Essay for a catalogue to accompany the exhibition ‘girls girls girls’ at Lismore Castle, curated by the celebrated Irish fashion designer Simone Rocha, and featuring Sophie Barber, Louise Bourgeois, Elene Chantladze, Petra Collins, Sian Costello, Dorothy Cross, Genieve Figgis, Iris Haeussler, Eimear Lynch & Domino Whisker, Roni Horn, Cassi Namoda, Sharna Osborne, Josiane M.H. Pozi, Cindy Sherman, Alina Szapocznikow, Harley Weir, Francesca Woodman and Luo Yang.

Extract

There is the house. The high-heeled shoes. The best blue dress. The prim little hat. The baby, to hold. The animals, out front. The kiss; the climax of so many fairy-tales, when the girl becomes who she — and we — dreamed she could be. A beauty, a bride. She is loved, and thus she matters. Her story is complete now she has approval, admiration. We are told that only now, has she become whole.

Look at these artworks; the lips and limbs and gowns and homes and flowers. The familiar motifs are here, but they are not quite as they seem. Something bristles underneath. Coarse, like thick animal hair. Insidious, flowing, like scent.

Simone de Beauvoir famously wrote, in The Second Sex; ‘One is not born, but rather becomes, a woman.’1 The conversion, of course, relies on the input of others; on years of conditioning, on both forceful and quiet reminders. Cues from media, from images, from music, art and literature. And from those who surround us: colleagues, friends, family, lovers. Cues given sometimes by choice but often subconsciously, by habit, by the cycle of their own conditioning and self-construction. Though we try not to, we so commonly bolster these expectations, helping each other along on the journey de Beauvoir describes. Man becomes man, too.

And, of course, the conversion to womanhood requires many props, to get us into character. Fashion has, typically, been a keen supplier of the costumes and accessories to make us palatable, desirable, fitting us into the mould that has been set.

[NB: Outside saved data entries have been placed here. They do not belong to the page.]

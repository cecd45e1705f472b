//! VeriBlock transaction effects and the bytes that get signed.
//!
//! The signed message is the [`SpendEffects`] record followed by a single
//! empty length prefixed field:
//!
//! ```text
//! tx type         u8
//! source address  ID byte + length prefixed payload
//! source amount   var-len int
//! output count    u8
//! outputs         (address, var-len int amount) * count
//! signature index var-len int
//! reserved        00
//! ```

mod errors;
pub use errors::{TxError, TxResult, ValidationError};

mod types;
pub use types::{MAX_OUTPUTS, Output, OutputList, SpendEffects, TxType};

mod validate;
pub use validate::{
    MAX_AMOUNT, MAX_SIGNATURE_INDEX, OutputInput, TransactionEffects, TxInput, check_amount,
    check_byte, check_signature_index,
};

mod serialize;
pub use serialize::serialize_transaction_effects;

mod sign;
pub use sign::{SignedTransaction, sign_transaction};
//! Transactions carried by the proof records.

use bitcoin::hashes::{Hash, sha256d};
use serde::{Deserialize, Serialize};
use vbk_address::Address;
use vbk_codec::{
    CodecError, CountedVec, LongBytes, MAX_SHORT_LEN, Prefixed, ShortBytes, VarLenInt,
    VarPrefixed, encode_to_vec, impl_record_struct,
};
use vbk_crypto::{PublicKey, Signature, SigningKey, sha256, sign, verify};
use vbk_tx::{SpendEffects, TxType};

use crate::block::{BtcBlockHeader, VbkBlock};
use crate::errors::ProofError;
use crate::merkle::BtcMerklePath;

impl_record_struct! {
    /// Alt-chain data published by an ATV.
    #[derive(Clone, Debug, Eq, PartialEq, Serialize, Deserialize)]
    pub struct PublicationData {
        identifier: VarLenInt,
        header: LongBytes,
        payout_info: LongBytes,
        context_info: LongBytes,
    }
}

impl_record_struct! {
    /// VeriBlock transaction publishing alt-chain data.
    #[derive(Clone, Debug, Eq, PartialEq, Serialize, Deserialize)]
    pub struct VbkTx {
        effects: SpendEffects,
        publication_data: VarPrefixed<PublicationData>,
    }
    check = VbkTx::check_kind;
}

impl VbkTx {
    fn check_kind(&self) -> Result<(), CodecError> {
        if matches!(self.effects.tx_type(), TxType::ProofOfProof) {
            return Err(CodecError::InvalidValue {
                ty: "VbkTx",
                reason: "proof-of-proof type in an alt-chain publication".to_owned(),
            });
        }
        Ok(())
    }
}

impl_record_struct! {
    /// VeriBlock proof-of-proof transaction, publishing a VeriBlock block to
    /// Bitcoin with the Bitcoin context that proves it.
    #[derive(Clone, Debug, Eq, PartialEq, Serialize, Deserialize)]
    pub struct VbkPopTx {
        tx_type: TxType,
        address: Address,
        published_block: Prefixed<VbkBlock>,
        bitcoin_transaction: LongBytes,
        merkle_path: BtcMerklePath,
        block_of_proof: Prefixed<BtcBlockHeader>,
        block_of_proof_context: CountedVec<Prefixed<BtcBlockHeader>>,
    }
    check = VbkPopTx::check_kind;
}

impl VbkPopTx {
    fn check_kind(&self) -> Result<(), CodecError> {
        if !matches!(self.tx_type, TxType::ProofOfProof) {
            return Err(CodecError::InvalidValue {
                ty: "VbkPopTx",
                reason: format!("type {:?} is not proof-of-proof", self.tx_type),
            });
        }
        Ok(())
    }

    /// Checks that the Bitcoin transaction is in the block of proof.
    pub fn check_merkle_path(&self) -> bool {
        let txid = sha256d::Hash::hash(&self.bitcoin_transaction).to_byte_array();
        self.merkle_path.subject().0.0 == txid
            && self.merkle_path.compute_root().0 == *self.block_of_proof.merkle_root()
    }
}

impl_record_struct! {
    /// Signature over a transaction with the key that made it.
    #[derive(Clone, Debug, Eq, PartialEq, Serialize, Deserialize)]
    pub struct TxSignature {
        signature: ShortBytes,
        public_key: ShortBytes,
    }
}

impl TxSignature {
    /// Signs a digest, storing a DER signature and the ASN.1 public key.
    pub fn create(digest: &[u8; 32], key: &SigningKey) -> Result<Self, ProofError> {
        let sig = sign(digest, key.private_key()).to_der();
        let pk = key.public_key().to_asn1().to_vec();
        Ok(Self::new(short_blob(sig)?, short_blob(pk)?))
    }

    /// Signs the SHA-256 of an encoded transaction.
    pub fn create_for<T: vbk_codec::Codec>(tx: &T, key: &SigningKey) -> Result<Self, ProofError> {
        Self::create(&sha256(&encode_to_vec(tx)?), key)
    }

    /// Checks the signature over a digest.
    pub fn verify(&self, digest: &[u8; 32]) -> Result<(), ProofError> {
        let sig = Signature::from_bytes(&self.signature)?;
        let pk = PublicKey::from_bytes(&self.public_key)?;
        if !verify(digest, &sig, &pk) {
            return Err(ProofError::BadSignature);
        }
        Ok(())
    }

    /// Checks the signature over the SHA-256 of an encoded transaction.
    pub fn verify_for<T: vbk_codec::Codec>(&self, tx: &T) -> Result<(), ProofError> {
        self.verify(&sha256(&encode_to_vec(tx)?))
    }
}

fn short_blob(buf: Vec<u8>) -> Result<ShortBytes, CodecError> {
    let len = buf.len();
    ShortBytes::from_vec(buf).ok_or(CodecError::FieldTooLong {
        len,
        max: MAX_SHORT_LEN,
    })
}

#[cfg(test)]
mod tests {
    use vbk_codec::decode_buf_exact;
    use vbk_crypto::PrivateKey;

    use super::*;
    use crate::test_utils::{sample_atv, sample_vtb};

    #[test]
    fn test_publication_data_long_fields() {
        let pd = PublicationData::new(
            VarLenInt::new(0x3ae6ca),
            LongBytes::from_vec(vec![0xab; 300]).unwrap(),
            LongBytes::from_vec(vec![]).unwrap(),
            LongBytes::from_vec(vec![1, 2, 3]).unwrap(),
        );

        let buf = encode_to_vec(&pd).unwrap();
        assert_eq!(&buf[..4], &[3, 0x3a, 0xe6, 0xca]);
        assert_eq!(&buf[4..7], &[2, 0x01, 0x2c]);
        assert_eq!(&buf[307..], &[1, 0, 1, 3, 1, 2, 3]);
        assert_eq!(decode_buf_exact::<PublicationData>(&buf).unwrap(), pd);
    }

    #[test]
    fn test_signature_checks() {
        let key = SigningKey::Raw(PrivateKey::from_bytes(&[0x11; 32]).unwrap());
        let digest = sha256(b"tx");
        let sig = TxSignature::create(&digest, &key).unwrap();

        assert_eq!(sig.public_key().len(), 88);
        assert!(sig.verify(&digest).is_ok());
        assert_eq!(
            sig.verify(&sha256(b"other")).unwrap_err(),
            ProofError::BadSignature
        );

        let bad = TxSignature::new(
            ShortBytes::from_vec(vec![0; 10]).unwrap(),
            sig.public_key().clone(),
        );
        assert!(matches!(bad.verify(&digest), Err(ProofError::Crypto(_))));
    }

    #[test]
    fn test_short_blob_too_long() {
        assert_eq!(short_blob(vec![7; 255]).unwrap().len(), 255);
        assert_eq!(
            short_blob(vec![7; 256]).unwrap_err(),
            CodecError::FieldTooLong { len: 256, max: 255 }
        );
    }

    #[test]
    fn test_tx_type_tied_to_record_kind() {
        let atv = sample_atv();
        let vtb = sample_vtb(1);

        // A proof-of-proof type can't ride in an alt-chain publication.
        let fx = atv.transaction().effects();
        let pop_fx = SpendEffects::new(
            TxType::ProofOfProof,
            fx.source_address().clone(),
            *fx.source_amount(),
            fx.outputs().clone(),
            *fx.signature_index(),
        );
        let bad_atv_tx = VbkTx::new(pop_fx, atv.transaction().publication_data().clone());
        assert!(matches!(
            encode_to_vec(&bad_atv_tx).unwrap_err(),
            CodecError::InvalidValue { ty: "VbkTx", .. }
        ));

        // Same bytes with the type byte flipped fail to decode.
        let mut buf = encode_to_vec(atv.transaction()).unwrap();
        assert_eq!(buf[0], 1);
        buf[0] = 2;
        assert!(matches!(
            decode_buf_exact::<VbkTx>(&buf).unwrap_err(),
            CodecError::InvalidValue { ty: "VbkTx", .. }
        ));

        // And a publication of a VeriBlock block must say so.
        let mut buf = encode_to_vec(vtb.transaction()).unwrap();
        assert_eq!(buf[0], 2);
        for ty in [1, 3] {
            buf[0] = ty;
            assert!(matches!(
                decode_buf_exact::<VbkPopTx>(&buf).unwrap_err(),
                CodecError::InvalidValue { ty: "VbkPopTx", .. }
            ));
        }
        buf[0] = 2;
        assert_eq!(&decode_buf_exact::<VbkPopTx>(&buf).unwrap(), vtb.transaction());
    }
}
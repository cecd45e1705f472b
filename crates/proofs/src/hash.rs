use std::fmt;

use serde::{Deserialize, Serialize};
use vbk_codec::impl_wrapper_codec;

/// 32-byte hash, projected as hex.
#[derive(Copy, Clone, Default, Eq, PartialEq, Hash, Serialize, Deserialize)]
#[serde(transparent)]
pub struct Hash256(#[serde(with = "hex::serde")] pub [u8; 32]);

impl_wrapper_codec!(Hash256 => [u8; 32]);

impl fmt::Debug for Hash256 {
    fn fmt(&self, f: &mut fmt::Formatter<'_>) -> fmt::Result {
        write!(f, "Hash256({})", hex::encode(self.0))
    }
}

impl From<[u8; 32]> for Hash256 {
    fn from(v: [u8; 32]) -> Self {
        Self(v)
    }
}
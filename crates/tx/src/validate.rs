//! Range checks and the validated transaction model.

use serde::Deserialize;
use vbk_address::Address;
use vbk_codec::VarLenInt;

use crate::errors::ValidationError;
use crate::types::{Output, OutputList, SpendEffects, TxType};

/// Largest amount in atomic units.
pub const MAX_AMOUNT: u64 = i64::MAX as u64;

/// Largest signature index.
pub const MAX_SIGNATURE_INDEX: u64 = i64::MAX as u64;

/// Checks an amount is within `0..=MAX_AMOUNT`.
pub fn check_amount(field: &'static str, value: i128) -> Result<u64, ValidationError> {
    u64::try_from(value)
        .ok()
        .filter(|v| *v <= MAX_AMOUNT)
        .ok_or(ValidationError::AmountOutOfRange { field, value })
}

/// Checks a value fits in a single byte field.
pub fn check_byte(field: &'static str, value: u64) -> Result<u8, ValidationError> {
    u8::try_from(value).map_err(|_| ValidationError::ByteOutOfRange { field, value })
}

/// Checks a signature index is within `0..=MAX_SIGNATURE_INDEX`.
pub fn check_signature_index(value: i128) -> Result<u64, ValidationError> {
    u64::try_from(value)
        .ok()
        .filter(|v| *v <= MAX_SIGNATURE_INDEX)
        .ok_or(ValidationError::IndexOutOfRange(value))
}

/// Unvalidated output, as it comes from a caller.
#[derive(Clone, Debug, Deserialize)]
pub struct OutputInput {
    /// Destination address string.
    pub address: String,

    /// Amount in atomic units.
    pub amount: i128,
}

/// Unvalidated transaction, as it comes from a caller.
#[derive(Clone, Debug, Deserialize)]
pub struct TxInput {
    /// Transaction type byte.
    #[serde(default = "default_tx_type")]
    pub tx_type: u64,

    /// Address the funds come from.
    pub source_address: String,

    /// Amount leaving the source address, outputs plus fee.
    pub source_amount: i128,

    /// Where the funds go.
    #[serde(default)]
    pub outputs: Vec<OutputInput>,
}

fn default_tx_type() -> u64 {
    TxType::Standard as u64
}

impl TxInput {
    /// Checks every field, producing effects that are safe to serialize.
    pub fn validate(&self) -> Result<TransactionEffects, ValidationError> {
        let tx_type = TxType::try_from(check_byte("tx_type", self.tx_type)?)?;
        let source_address = Address::parse(&self.source_address)?;
        let source_amount = check_amount("source", self.source_amount)?;

        if self.outputs.len() > crate::MAX_OUTPUTS {
            return Err(ValidationError::TooManyOutputs(self.outputs.len()));
        }

        let outputs = self
            .outputs
            .iter()
            .map(|o| {
                Ok(Output::new(
                    Address::parse(&o.address)?,
                    VarLenInt::new(check_amount("output", o.amount)?),
                ))
            })
            .collect::<Result<Vec<_>, ValidationError>>()?;

        Ok(TransactionEffects {
            tx_type,
            source_address,
            source_amount,
            outputs: OutputList::from_vec(outputs)?,
        })
    }
}

/// Validated spend effects, missing only the signature index.
#[derive(Clone, Debug, Eq, PartialEq)]
pub struct TransactionEffects {
    tx_type: TxType,
    source_address: Address,
    source_amount: u64,
    outputs: OutputList,
}

impl TransactionEffects {
    /// Constructs a new instance, checking the amounts.
    pub fn new(
        tx_type: TxType,
        source_address: Address,
        source_amount: u64,
        outputs: Vec<Output>,
    ) -> Result<Self, ValidationError> {
        let source_amount = check_amount("source", i128::from(source_amount))?;
        for o in &outputs {
            check_amount("output", i128::from(o.amount().inner()))?;
        }

        Ok(Self {
            tx_type,
            source_address,
            source_amount,
            outputs: OutputList::from_vec(outputs)?,
        })
    }

    /// Gets the transaction type.
    pub fn tx_type(&self) -> TxType {
        self.tx_type
    }

    /// Gets the source address.
    pub fn source_address(&self) -> &Address {
        &self.source_address
    }

    /// Gets the source amount.
    pub fn source_amount(&self) -> u64 {
        self.source_amount
    }

    /// Gets the outputs.
    pub fn outputs(&self) -> &[Output] {
        self.outputs.as_slice()
    }

    /// Sum of the output amounts.
    pub fn total_output(&self) -> u128 {
        self.outputs
            .as_slice()
            .iter()
            .map(|o| u128::from(o.amount().inner()))
            .sum()
    }

    /// Builds the wire record for a signature index.
    pub fn to_spend_effects(&self, signature_index: u64) -> Result<SpendEffects, ValidationError> {
        let signature_index = check_signature_index(i128::from(signature_index))?;
        Ok(SpendEffects::new(
            self.tx_type,
            self.source_address.clone(),
            VarLenInt::new(self.source_amount),
            self.outputs.clone(),
            VarLenInt::new(signature_index),
        ))
    }
}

A mould that can both cage and, perversely, protect us — from ridicule, from derision, from the bravery needed for difference. You see the link — between fashion and acceptability, and authority — in Louise Bourgeois’ double-phallic bronze, Janus in Leather Jacket (1968), which dangles in the exhibition. Both penis and jacket are a symbol of toughness, of power, of a subversion that is, ironically, given its associations with subculture, entirely rooted in the typical order of things: in machismo, in violence, in machinery and muscle, and hard, hard sex. How does the leather jacket differ from the suit?